The error may be in any component of the server that handles network traffic. For example, the document says, overloaded network interfaces can drop packs and lead to timeouts (the inability to establish a connection) and reset connections (RST packet sent because a port was closed by mistake).
To debug timeout errors and restore the connection Google suggests to:
- Look at the firewall settings and logs, since there may be a too wide set of blocking rules.
- Look at the network traffic.
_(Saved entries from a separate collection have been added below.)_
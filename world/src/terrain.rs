//! Dense terrain storage used by the world crate.

use wayfarer_core::{GridPosition, LayerId, TerrainClass};

use crate::GridDimensions;

/// Row-major terrain grid for a single layer.
///
/// Cells are laid out by elevation, then row, then column, matching the
/// order in which terrain goals are resolved.
#[derive(Clone, Debug)]
pub(crate) struct TerrainGrid {
    dimensions: GridDimensions,
    cells: Vec<TerrainClass>,
}

impl TerrainGrid {
    /// Creates a grid filled with the provided terrain.
    pub(crate) fn filled(dimensions: GridDimensions, terrain: TerrainClass) -> Self {
        Self {
            dimensions,
            cells: vec![terrain; dimensions.cell_count()],
        }
    }

    /// Terrain stored for the cell, if it lies within the grid.
    #[must_use]
    pub(crate) fn get(&self, position: GridPosition) -> Option<TerrainClass> {
        index(self.dimensions, position).and_then(|offset| self.cells.get(offset).copied())
    }

    /// Replaces the terrain of the cell, returning the previous value.
    pub(crate) fn set(
        &mut self,
        position: GridPosition,
        terrain: TerrainClass,
    ) -> Option<TerrainClass> {
        let offset = index(self.dimensions, position)?;
        let slot = self.cells.get_mut(offset)?;
        Some(std::mem::replace(slot, terrain))
    }

    /// Appends every cell holding the terrain, in storage order.
    pub(crate) fn collect_matching(
        &self,
        layer: LayerId,
        terrain: TerrainClass,
        out: &mut Vec<GridPosition>,
    ) {
        let width = self.dimensions.width() as usize;
        let height = self.dimensions.height() as usize;
        if width == 0 || height == 0 {
            return;
        }

        for (offset, cell) in self.cells.iter().enumerate() {
            if *cell != terrain {
                continue;
            }

            let x = offset % width;
            let y = (offset / width) % height;
            let z = offset / (width * height);
            out.push(GridPosition::new(
                layer,
                x as i32,
                y as i32,
                z as i32,
            ));
        }
    }
}

fn index(dimensions: GridDimensions, position: GridPosition) -> Option<usize> {
    if !dimensions.contains(position) {
        return None;
    }

    let width = usize::try_from(dimensions.width()).ok()?;
    let height = usize::try_from(dimensions.height()).ok()?;
    let x = usize::try_from(position.x()).ok()?;
    let y = usize::try_from(position.y()).ok()?;
    let z = usize::try_from(position.z()).ok()?;
    z.checked_mul(height)?
        .checked_add(y)?
        .checked_mul(width)?
        .checked_add(x)
}
#![deny(
    unsafe_code,
    missing_docs,
    dead_code,
    unused_results,
    non_snake_case,
    unreachable_pub
)]

//! Core contracts shared across the Wayfarer engine.
//!
//! This crate defines the coordinate model and the message surface that
//! connects the authoritative world, the invalidation hub and the path
//! finders. World mutations are expressed as [`Command`] values; the world
//! answers with [`Event`] values that invalidation systems translate into
//! dirty marks. Finders never touch the world directly: they read it through
//! the [`WorldQuery`] collaborator trait.

use std::collections::BTreeSet;

use glam::Vec3;
use serde::{Deserialize, Serialize};
use thiserror::Error;

/// Identifier of a map layer.
#[derive(Clone, Copy, Debug, PartialEq, Eq, Hash, PartialOrd, Ord, Serialize, Deserialize)]
pub struct LayerId(u16);

impl LayerId {
    /// Layer holding walkable terrain.
    pub const GROUND: Self = Self(0);
    /// Layer holding loose items.
    pub const ITEMS: Self = Self(1);
    /// Layer holding actors.
    pub const ACTOR: Self = Self(2);
    /// Layer holding transient status effects.
    pub const STATUS_EFFECTS: Self = Self(3);

    /// Creates a new layer identifier with the provided numeric value.
    #[must_use]
    pub const fn new(value: u16) -> Self {
        Self(value)
    }

    /// Retrieves the numeric representation of the identifier.
    #[must_use]
    pub const fn get(&self) -> u16 {
        self.0
    }
}

/// Named map layer pairing a numeric identifier with a locale key.
#[derive(Clone, Debug, PartialEq, Eq, Hash, Serialize, Deserialize)]
pub struct MapLayer {
    id: LayerId,
    locale_key: String,
}

impl MapLayer {
    /// Creates a layer description.
    #[must_use]
    pub fn new(id: LayerId, locale_key: impl Into<String>) -> Self {
        Self {
            id,
            locale_key: locale_key.into(),
        }
    }

    /// Identifier positions use to reference the layer.
    #[must_use]
    pub const fn id(&self) -> LayerId {
        self.id
    }

    /// Display key used when presenting the layer.
    #[must_use]
    pub fn locale_key(&self) -> &str {
        &self.locale_key
    }
}

/// Immutable table of the layers known to the process.
///
/// The registry is built once during startup and handed by reference to the
/// components that need layer metadata. Layer identifiers stay stable for the
/// lifetime of the registry; nothing in the search path reads the names.
#[derive(Clone, Debug, PartialEq, Eq)]
pub struct LayerRegistry {
    layers: Vec<MapLayer>,
}

impl LayerRegistry {
    /// Validates and captures the provided layers, sorted by identifier.
    pub fn new(mut layers: Vec<MapLayer>) -> Result<Self, LayerRegistryError> {
        if layers.is_empty() {
            return Err(LayerRegistryError::Empty);
        }

        layers.sort_by_key(MapLayer::id);
        let mut keys = BTreeSet::new();
        for pair in layers.windows(2) {
            if pair[0].id == pair[1].id {
                return Err(LayerRegistryError::DuplicateId(pair[0].id));
            }
        }
        for layer in &layers {
            if !keys.insert(layer.locale_key.as_str()) {
                return Err(LayerRegistryError::DuplicateKey(layer.locale_key.clone()));
            }
        }

        Ok(Self { layers })
    }

    /// Registry containing the ground, items, actor and status effect layers.
    #[must_use]
    pub fn standard() -> Self {
        Self {
            layers: vec![
                MapLayer::new(LayerId::GROUND, "layer.ground"),
                MapLayer::new(LayerId::ITEMS, "layer.items"),
                MapLayer::new(LayerId::ACTOR, "layer.actor"),
                MapLayer::new(LayerId::STATUS_EFFECTS, "layer.status_effects"),
            ],
        }
    }

    /// Looks up the layer registered under the provided identifier.
    #[must_use]
    pub fn get(&self, id: LayerId) -> Option<&MapLayer> {
        self.layers
            .binary_search_by_key(&id, MapLayer::id)
            .ok()
            .map(|index| &self.layers[index])
    }

    /// Reports whether the identifier belongs to a registered layer.
    #[must_use]
    pub fn contains(&self, id: LayerId) -> bool {
        self.get(id).is_some()
    }

    /// Iterator over the registered layers in ascending identifier order.
    pub fn iter(&self) -> impl Iterator<Item = &MapLayer> {
        self.layers.iter()
    }

    /// Number of registered layers.
    #[must_use]
    pub fn len(&self) -> usize {
        self.layers.len()
    }

    /// Always `false`; a registry holds at least one layer.
    #[must_use]
    pub fn is_empty(&self) -> bool {
        self.layers.is_empty()
    }
}

/// Reasons a layer table can be rejected.
#[derive(Clone, Debug, PartialEq, Eq, Error)]
pub enum LayerRegistryError {
    /// No layers were supplied.
    #[error("layer registry must contain at least one layer")]
    Empty,
    /// Two layers share the same identifier.
    #[error("layer id {} is registered more than once", .0.get())]
    DuplicateId(LayerId),
    /// Two layers share the same locale key.
    #[error("layer locale key `{0}` is registered more than once")]
    DuplicateKey(String),
}

/// Location of a single discrete cell.
///
/// Positions order lexicographically over `(layer, x, y, z)`, which is the
/// final tie-break applied by every search.
#[derive(Clone, Copy, Debug, PartialEq, Eq, Hash, PartialOrd, Ord, Serialize, Deserialize)]
pub struct GridPosition {
    layer: LayerId,
    x: i32,
    y: i32,
    z: i32,
}

impl GridPosition {
    /// Creates a new grid position.
    #[must_use]
    pub const fn new(layer: LayerId, x: i32, y: i32, z: i32) -> Self {
        Self { layer, x, y, z }
    }

    /// Layer the cell belongs to.
    #[must_use]
    pub const fn layer(&self) -> LayerId {
        self.layer
    }

    /// Column of the cell.
    #[must_use]
    pub const fn x(&self) -> i32 {
        self.x
    }

    /// Row of the cell.
    #[must_use]
    pub const fn y(&self) -> i32 {
        self.y
    }

    /// Elevation of the cell.
    #[must_use]
    pub const fn z(&self) -> i32 {
        self.z
    }

    /// Returns the cell displaced within the same layer and elevation.
    ///
    /// `None` when the displacement overflows the coordinate range.
    #[must_use]
    pub fn offset(self, dx: i32, dy: i32) -> Option<Self> {
        Some(Self {
            x: self.x.checked_add(dx)?,
            y: self.y.checked_add(dy)?,
            ..self
        })
    }

    /// Computes the Manhattan distance between two cells, ignoring layers.
    #[must_use]
    pub fn manhattan_distance(self, other: GridPosition) -> u32 {
        self.x.abs_diff(other.x) + self.y.abs_diff(other.y) + self.z.abs_diff(other.z)
    }
}

/// Radius of an entity footprint measured in cell units.
#[derive(Clone, Copy, Debug, PartialEq, PartialOrd, Default)]
pub struct Footprint(f32);

impl Footprint {
    /// Footprint covering only the cell that contains the position.
    pub const POINT: Self = Self(0.0);

    /// Validates the provided radius.
    pub fn new(radius: f32) -> Result<Self, CoordinateError> {
        if !radius.is_finite() || radius < 0.0 {
            return Err(CoordinateError::InvalidFootprint(radius));
        }

        Ok(Self(radius))
    }

    /// Radius of the footprint.
    #[must_use]
    pub const fn radius(&self) -> f32 {
        self.0
    }
}

/// Position in continuous world space.
///
/// Cell `(x, y, z)` covers the half-open box `[x, x + 1) × [y, y + 1) ×
/// [z, z + 1)`, so the containing cell is the floor of each axis.
#[derive(Clone, Copy, Debug, PartialEq)]
pub struct ContinuousPosition {
    layer: LayerId,
    point: Vec3,
}

impl ContinuousPosition {
    /// Creates a continuous position, rejecting non-finite coordinates.
    pub fn new(layer: LayerId, x: f32, y: f32, z: f32) -> Result<Self, CoordinateError> {
        Self::from_point(layer, Vec3::new(x, y, z))
    }

    /// Creates a continuous position from a vector, rejecting non-finite coordinates.
    pub fn from_point(layer: LayerId, point: Vec3) -> Result<Self, CoordinateError> {
        if !point.is_finite() {
            return Err(CoordinateError::NonFinite {
                x: point.x,
                y: point.y,
                z: point.z,
            });
        }

        Ok(Self { layer, point })
    }

    /// Layer the position belongs to.
    #[must_use]
    pub const fn layer(&self) -> LayerId {
        self.layer
    }

    /// Spatial component of the position.
    #[must_use]
    pub const fn point(&self) -> Vec3 {
        self.point
    }

    /// Cell that contains the position.
    #[must_use]
    pub fn cell(&self) -> GridPosition {
        let floored = self.point.floor();
        GridPosition::new(
            self.layer,
            floored.x as i32,
            floored.y as i32,
            floored.z as i32,
        )
    }

    /// Cells overlapped by a circular footprint centred on the position.
    ///
    /// The footprint is a disc in the xy plane at the position's elevation. A
    /// cell is included when the closest point of the cell lies strictly
    /// inside the disc, so cells that merely touch the rim are skipped. A zero
    /// radius yields the containing cell alone. Cells are returned in
    /// row-major order (ascending `y`, then ascending `x`).
    #[must_use]
    pub fn overlapped_cells(&self, footprint: Footprint) -> Vec<GridPosition> {
        let origin = self.cell();
        let radius = footprint.radius();
        if radius <= 0.0 {
            return vec![origin];
        }

        let centre_x = self.point.x;
        let centre_y = self.point.y;
        let min_x = (centre_x - radius).floor() as i32;
        let max_x = (centre_x + radius).ceil() as i32 - 1;
        let min_y = (centre_y - radius).floor() as i32;
        let max_y = (centre_y + radius).ceil() as i32 - 1;
        let radius_squared = radius * radius;

        let mut cells = Vec::new();
        for y in min_y..=max_y {
            for x in min_x..=max_x {
                let nearest_x = centre_x.clamp(x as f32, x as f32 + 1.0);
                let nearest_y = centre_y.clamp(y as f32, y as f32 + 1.0);
                let dx = centre_x - nearest_x;
                let dy = centre_y - nearest_y;
                if dx * dx + dy * dy < radius_squared {
                    cells.push(GridPosition::new(self.layer, x, y, origin.z()));
                }
            }
        }

        cells
    }
}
Use tools like tcpdump and Wireshark you can scan and analyze TCP packets and search for anomalies that point to a specific network component or server module.
- Contact the hosting company if you cannot find anything suspicious.
Debug of DNS errors
Usually, DNS errors depend on an incorrect configuration.
To debug DNS errors, Google invites you to:
- Check the DNS records, to verify that the A and CNAME records are addressed to the correct IP addresses and hostnames, as shown in the image.
- Verify that all name servers point toward the correct IP addresses of the site, as shown in the image.
- Wait for the changes to propagate: if we have made changes to the DNS configuration in the last 72 hours, you may have to wait for the changes to spread across the global DNS network. To accelerate propagation, we can empty the cache of Google’s public DNS.
- Check the DNS server: if we run our private DNS server, we need to make sure it is intact and not overloaded.